26.02.2021 | 08:27 Uhr

Wegen Corona: Weniger Einsätze für Rettungshubschrauber Christoph 15

Wegen der Corona-Pandemie ist Christoph 15, der Straubinger Hubschrauber der ADAC-Luftrettung, im vergangenen Jahr seltener gestartet.

Das Einsatzaufkommen nahm im Gegensatz zu 2019 um rund 8 Prozent ab. Dafür wurde die Rettungswinde deutlich häufiger genutzt: 61 Mal, das ist ein Plus von 65 Prozent.

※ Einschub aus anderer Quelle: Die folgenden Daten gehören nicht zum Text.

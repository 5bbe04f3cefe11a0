//! The sphere-box face-distance solver.

use crate::math::{Vector, DIM};
use crate::shape::{Cuboid, Sphere};
use simba::simd::SimdRealField;

/// Distance between a sphere and a posed box.
///
/// The sphere center is mapped into the box's local frame, the box is inflated
/// by the sphere radius, and the most-violated of the six face half-space
/// distances is returned. This is exact while at most one local axis of the
/// center lies outside the inflated box; near edges and corners it
/// under-estimates the true distance.
pub fn distance_sphere_cuboid<T: SimdRealField>(sphere: &Sphere<T>, cuboid: &Cuboid<T>) -> T
where
    T::Element: SimdRealField,
{
    face_distances(sphere, cuboid).0
}

/// Same as [`distance_sphere_cuboid`], but also returns the outward unit
/// normal of the binding face.
///
/// The six faces are scanned in the fixed order `[mins_x, mins_y, mins_z,
/// maxs_x, maxs_y, maxs_z]` and the first face whose violation equals the
/// returned distance wins. Indices 0-2 map to the negative-axis normals and
/// indices 3-5 to the positive-axis normals; this pairing is part of the
/// query's contract and must not be reordered.
pub fn distance_sphere_cuboid_with_normal<T: SimdRealField>(
    sphere: &Sphere<T>,
    cuboid: &Cuboid<T>,
) -> (T, Vector<T>)
where
    T::Element: SimdRealField,
{
    let (dist, faces) = face_distances(sphere, cuboid);

    // First-match selection against the value actually returned (not a
    // recomputation), accumulated with mask-and-select so that symbolic
    // scalars never flow through control flow.
    // The all-false mask is built from values so the mask type stays the
    // scalar's associated one.
    let mut normal = Vector::<T>::zeros();
    let mut bound = T::zero().simd_eq(T::one());
    for (i, face) in faces.iter().enumerate() {
        let binding = face.clone().simd_eq(dist.clone()) & !bound;
        let candidate = face_normal::<T>(i);
        normal = Vector::new(
            candidate.x.clone().select(binding, normal.x.clone()),
            candidate.y.clone().select(binding, normal.y.clone()),
            candidate.z.clone().select(binding, normal.z.clone()),
        );
        bound = bound | binding;
    }

    (dist, normal)
}

/// The six signed face violations of the radius-inflated box, and their
/// lane-wise maximum.
fn face_distances<T: SimdRealField>(sphere: &Sphere<T>, cuboid: &Cuboid<T>) -> (T, [T; 6])
where
    T::Element: SimdRealField,
{
    let local = cuboid.pose.inverse_transform_point(&sphere.center);
    let inflated = cuboid.half_extents.add_scalar(sphere.radius.clone());

    let mins = &local.coords - &inflated;
    let maxs = -inflated - &local.coords;
    let faces = [
        mins.x.clone(),
        mins.y.clone(),
        mins.z.clone(),
        maxs.x.clone(),
        maxs.y.clone(),
        maxs.z.clone(),
    ];

    let mut dist = faces[0].clone();
    for face in &faces[1..] {
        dist = dist.simd_max(face.clone());
    }

    (dist, faces)
}

/// Outward unit normal of the `i`-th face: indices 0-2 map to the negative
/// axes, indices 3-5 to the positive axes.
fn face_normal<T: SimdRealField>(i: usize) -> Vector<T> {
    let mut normal = Vector::zeros();
    if i < DIM {
        normal[i] = -T::one();
    } else {
        normal[i - DIM] = T::one();
    }
    normal
}
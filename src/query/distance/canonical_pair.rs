//! Classification of a primitive pair into a canonical segment pair.

use crate::math::Point;
use crate::query::InvalidPrimitiveType;
use crate::shape::{Capsule, Primitive, Sphere};
use na::Scalar;
use simba::simd::SimdRealField;

/// The stage at which the segment closest-point solver starts.
///
/// Spheres collapse to zero-length segments during classification, which fixes
/// the corresponding closest-point parameter to zero and lets the solver skip
/// the stages that would compute it.
#[derive(Copy, Clone, Debug, PartialEq, Eq)]
pub enum SolveEntry {
    /// Both operands are proper segments: solve `t`, then `u`, then re-solve
    /// `t`.
    BothSegments,
    /// The second canonical segment collapsed to a point: `u = 0` is fixed and
    /// solving starts at the `t` re-solve.
    SecondDegenerate,
    /// Both canonical segments collapsed to points: `t = u = 0` are fixed and
    /// the solver jumps straight to the distance evaluation.
    BothDegenerate,
}

/// The canonical four-point description of a segment-like primitive pair.
///
/// Produced by [`CanonicalSegmentPair::from_primitives`] and consumed by
/// [`distance_segment_segment`](super::distance_segment_segment); owned
/// transiently by the query, never persisted.
#[derive(Clone, Debug)]
pub struct CanonicalSegmentPair<T: Scalar> {
    /// The first endpoint of the first canonical segment.
    pub a: Point<T>,
    /// The second endpoint of the first canonical segment.
    pub b: Point<T>,
    /// The first endpoint of the second canonical segment.
    pub c: Point<T>,
    /// The second endpoint of the second canonical segment.
    pub d: Point<T>,
    /// The sum of both primitives' radii.
    pub radius_sum: T,
    /// The stage at which the closest-point solver starts.
    pub entry: SolveEntry,
}

impl<T: SimdRealField> CanonicalSegmentPair<T> {
    /// Classifies a primitive pair into its canonical segment-pair form.
    ///
    /// The mapping is not symmetric in which operand supplies the segment
    /// endpoints: a sphere always collapses onto the `c`/`d` side, so when the
    /// first operand is the sphere the endpoints `a`/`b` come from the second
    /// operand. Moving and static variants share the same mapping. A
    /// [`Cuboid`](crate::shape::Cuboid) on either side is rejected with
    /// [`InvalidPrimitiveType`].
    pub fn from_primitives(
        p1: &Primitive<T>,
        p2: &Primitive<T>,
    ) -> Result<Self, InvalidPrimitiveType> {
        let g1 = segment_like(p1)?;
        let g2 = segment_like(p2)?;
        let radius_sum = g1.radius().clone() + g2.radius().clone();

        let pair = match (g1, g2) {
            (SegmentLike::Segment(s1), SegmentLike::Segment(s2)) => Self {
                a: s1.a.clone(),
                b: s1.b.clone(),
                c: s2.a.clone(),
                d: s2.b.clone(),
                radius_sum,
                entry: SolveEntry::BothSegments,
            },
            (SegmentLike::Segment(s1), SegmentLike::Point(c2)) => Self {
                a: s1.a.clone(),
                b: s1.b.clone(),
                c: c2.center.clone(),
                d: c2.center.clone(),
                radius_sum,
                entry: SolveEntry::SecondDegenerate,
            },
            (SegmentLike::Point(c1), SegmentLike::Segment(s2)) => Self {
                a: s2.a.clone(),
                b: s2.b.clone(),
                c: c1.center.clone(),
                d: c1.center.clone(),
                radius_sum,
                entry: SolveEntry::SecondDegenerate,
            },
            (SegmentLike::Point(c1), SegmentLike::Point(c2)) => Self {
                a: c1.center.clone(),
                b: c1.center.clone(),
                c: c2.center.clone(),
                d: c2.center.clone(),
                radius_sum,
                entry: SolveEntry::BothDegenerate,
            },
        };

        Ok(pair)
    }
}

enum SegmentLike<'a, T: Scalar> {
    Segment(&'a Capsule<T>),
    Point(&'a Sphere<T>),
}

impl<'a, T: Scalar> SegmentLike<'a, T> {
    fn radius(&self) -> &'a T {
        match self {
            SegmentLike::Segment(capsule) => &capsule.radius,
            SegmentLike::Point(sphere) => &sphere.radius,
        }
    }
}

fn segment_like<T: Scalar>(p: &Primitive<T>) -> Result<SegmentLike<'_, T>, InvalidPrimitiveType> {
    match p {
        Primitive::Capsule(capsule) | Primitive::MovingCapsule(capsule) => {
            Ok(SegmentLike::Segment(capsule))
        }
        Primitive::Sphere(sphere) | Primitive::MovingSphere(sphere) => {
            Ok(SegmentLike::Point(sphere))
        }
        Primitive::Cuboid(_) => Err(InvalidPrimitiveType),
    }
}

Das liegt laut Pilot Stefan Kottbusch daran, dass nicht zuletzt durch die Pandemie und den damit verbundenen Reisebeschränkungen ins Ausland spürbar mehr Urlauber und Tagesausflügler in den Bayerischen Wald gekommen sind. Hauptsächlich musste der niederbayerische Hubschrauber in 2020 aber wegen Verletzungen nach Unfällen ausrücken. Mit seinen insgesamt 1575 Einsätzen im letzten Jahr schafft es der Straubinger Christoph auf Platz zwei in Bayern. Davor kommt nur der Ochsenfurter „Gelbe Engel“ mit knapp über 1850 Einsätzen.